Top of Provided records

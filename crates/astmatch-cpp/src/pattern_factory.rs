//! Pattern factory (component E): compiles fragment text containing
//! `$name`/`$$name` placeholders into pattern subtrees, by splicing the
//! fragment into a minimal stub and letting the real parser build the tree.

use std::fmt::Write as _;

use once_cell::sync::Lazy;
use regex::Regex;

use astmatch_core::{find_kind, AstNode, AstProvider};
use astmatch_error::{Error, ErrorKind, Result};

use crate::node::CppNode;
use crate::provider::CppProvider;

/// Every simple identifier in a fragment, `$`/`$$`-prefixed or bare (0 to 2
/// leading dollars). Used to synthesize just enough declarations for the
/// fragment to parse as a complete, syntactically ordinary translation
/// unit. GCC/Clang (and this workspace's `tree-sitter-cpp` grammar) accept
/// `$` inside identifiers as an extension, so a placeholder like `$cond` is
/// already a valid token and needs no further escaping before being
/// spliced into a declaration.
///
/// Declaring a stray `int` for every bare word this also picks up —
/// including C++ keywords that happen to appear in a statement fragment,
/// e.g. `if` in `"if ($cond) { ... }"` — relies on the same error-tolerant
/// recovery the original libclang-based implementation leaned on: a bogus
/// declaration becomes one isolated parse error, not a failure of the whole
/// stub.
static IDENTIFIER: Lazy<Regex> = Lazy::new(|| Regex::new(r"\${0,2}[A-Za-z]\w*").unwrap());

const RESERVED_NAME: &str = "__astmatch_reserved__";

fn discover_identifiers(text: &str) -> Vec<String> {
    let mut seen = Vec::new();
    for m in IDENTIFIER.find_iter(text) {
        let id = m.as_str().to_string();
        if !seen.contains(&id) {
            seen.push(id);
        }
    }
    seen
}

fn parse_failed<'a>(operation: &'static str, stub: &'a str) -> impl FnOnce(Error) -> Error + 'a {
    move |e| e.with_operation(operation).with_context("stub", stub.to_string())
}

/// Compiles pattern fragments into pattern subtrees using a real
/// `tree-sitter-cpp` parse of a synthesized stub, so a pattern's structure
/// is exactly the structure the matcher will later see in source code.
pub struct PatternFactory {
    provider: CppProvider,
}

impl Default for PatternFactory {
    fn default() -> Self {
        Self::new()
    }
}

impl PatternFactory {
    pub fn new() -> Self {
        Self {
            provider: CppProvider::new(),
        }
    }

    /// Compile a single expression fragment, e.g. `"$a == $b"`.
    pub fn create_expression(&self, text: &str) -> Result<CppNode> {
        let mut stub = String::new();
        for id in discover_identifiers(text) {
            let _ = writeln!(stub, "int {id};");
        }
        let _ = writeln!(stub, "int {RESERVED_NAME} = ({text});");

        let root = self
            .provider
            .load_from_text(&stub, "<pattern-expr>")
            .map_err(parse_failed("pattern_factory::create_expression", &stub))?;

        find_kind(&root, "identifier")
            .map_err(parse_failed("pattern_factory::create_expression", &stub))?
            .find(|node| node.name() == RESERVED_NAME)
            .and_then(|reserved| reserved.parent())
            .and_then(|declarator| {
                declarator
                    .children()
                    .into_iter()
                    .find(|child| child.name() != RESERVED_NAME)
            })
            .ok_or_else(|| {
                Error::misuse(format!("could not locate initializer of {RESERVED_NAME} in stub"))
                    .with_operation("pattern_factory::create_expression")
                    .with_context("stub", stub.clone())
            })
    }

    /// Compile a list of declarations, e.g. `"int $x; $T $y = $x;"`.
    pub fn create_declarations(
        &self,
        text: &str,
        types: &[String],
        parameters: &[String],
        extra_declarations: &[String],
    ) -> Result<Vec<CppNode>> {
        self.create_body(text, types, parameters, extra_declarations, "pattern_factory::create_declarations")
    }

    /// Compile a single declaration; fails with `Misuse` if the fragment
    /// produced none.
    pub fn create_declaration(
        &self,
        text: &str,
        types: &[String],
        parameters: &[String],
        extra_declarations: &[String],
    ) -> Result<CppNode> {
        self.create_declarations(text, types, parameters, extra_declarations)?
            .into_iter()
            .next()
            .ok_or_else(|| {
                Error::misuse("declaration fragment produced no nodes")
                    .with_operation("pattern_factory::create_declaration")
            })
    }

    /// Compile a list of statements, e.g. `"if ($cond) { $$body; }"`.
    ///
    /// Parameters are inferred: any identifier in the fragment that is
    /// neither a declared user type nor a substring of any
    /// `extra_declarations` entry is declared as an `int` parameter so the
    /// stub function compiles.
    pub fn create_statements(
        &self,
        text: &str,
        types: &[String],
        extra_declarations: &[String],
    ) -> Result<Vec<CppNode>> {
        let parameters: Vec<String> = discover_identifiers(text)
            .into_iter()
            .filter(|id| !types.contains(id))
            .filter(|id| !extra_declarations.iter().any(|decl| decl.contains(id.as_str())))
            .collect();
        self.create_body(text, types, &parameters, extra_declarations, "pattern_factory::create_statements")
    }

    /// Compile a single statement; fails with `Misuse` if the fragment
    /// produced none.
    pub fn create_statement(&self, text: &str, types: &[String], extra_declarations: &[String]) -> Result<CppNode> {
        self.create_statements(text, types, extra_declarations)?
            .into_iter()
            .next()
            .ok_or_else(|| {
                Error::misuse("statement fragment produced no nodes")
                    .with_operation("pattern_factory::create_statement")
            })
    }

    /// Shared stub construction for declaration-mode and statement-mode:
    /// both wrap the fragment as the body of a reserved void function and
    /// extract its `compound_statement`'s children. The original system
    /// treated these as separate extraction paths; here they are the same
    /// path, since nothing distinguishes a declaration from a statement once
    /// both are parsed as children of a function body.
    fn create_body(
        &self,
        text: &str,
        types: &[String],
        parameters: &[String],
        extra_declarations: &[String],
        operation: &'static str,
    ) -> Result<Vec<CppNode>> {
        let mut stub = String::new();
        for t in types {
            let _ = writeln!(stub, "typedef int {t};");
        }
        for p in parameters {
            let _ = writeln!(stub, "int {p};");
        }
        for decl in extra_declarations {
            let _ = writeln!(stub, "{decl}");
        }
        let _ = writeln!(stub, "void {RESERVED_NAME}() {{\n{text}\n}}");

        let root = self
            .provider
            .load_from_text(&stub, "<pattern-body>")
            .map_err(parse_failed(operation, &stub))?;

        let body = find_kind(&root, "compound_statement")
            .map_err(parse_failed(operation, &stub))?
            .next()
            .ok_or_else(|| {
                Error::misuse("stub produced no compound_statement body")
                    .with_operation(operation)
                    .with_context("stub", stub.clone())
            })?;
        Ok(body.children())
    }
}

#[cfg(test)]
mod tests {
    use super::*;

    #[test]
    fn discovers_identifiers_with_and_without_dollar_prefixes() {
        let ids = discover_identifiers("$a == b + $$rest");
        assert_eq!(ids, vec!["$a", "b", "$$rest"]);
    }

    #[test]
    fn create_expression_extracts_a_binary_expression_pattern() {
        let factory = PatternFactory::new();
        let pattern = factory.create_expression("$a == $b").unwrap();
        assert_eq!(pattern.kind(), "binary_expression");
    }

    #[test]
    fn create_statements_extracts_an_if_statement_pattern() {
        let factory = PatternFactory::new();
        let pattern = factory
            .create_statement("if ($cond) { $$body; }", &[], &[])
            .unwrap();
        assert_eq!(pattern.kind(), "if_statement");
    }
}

Bottom of Provided records

- **How to complete this task**
Show all lines in the entries above where the string "writeln" appears.

- **Written answer**
            let _ = writeln!(stub, "int {id};");
        let _ = writeln!(stub, "int {RESERVED_NAME} = ({text});");
            let _ = writeln!(stub, "typedef int {t};");
            let _ = writeln!(stub, "int {p};");
            let _ = writeln!(stub, "{decl}");
        let _ = writeln!(stub, "void {RESERVED_NAME}() {{\n{text}\n}}");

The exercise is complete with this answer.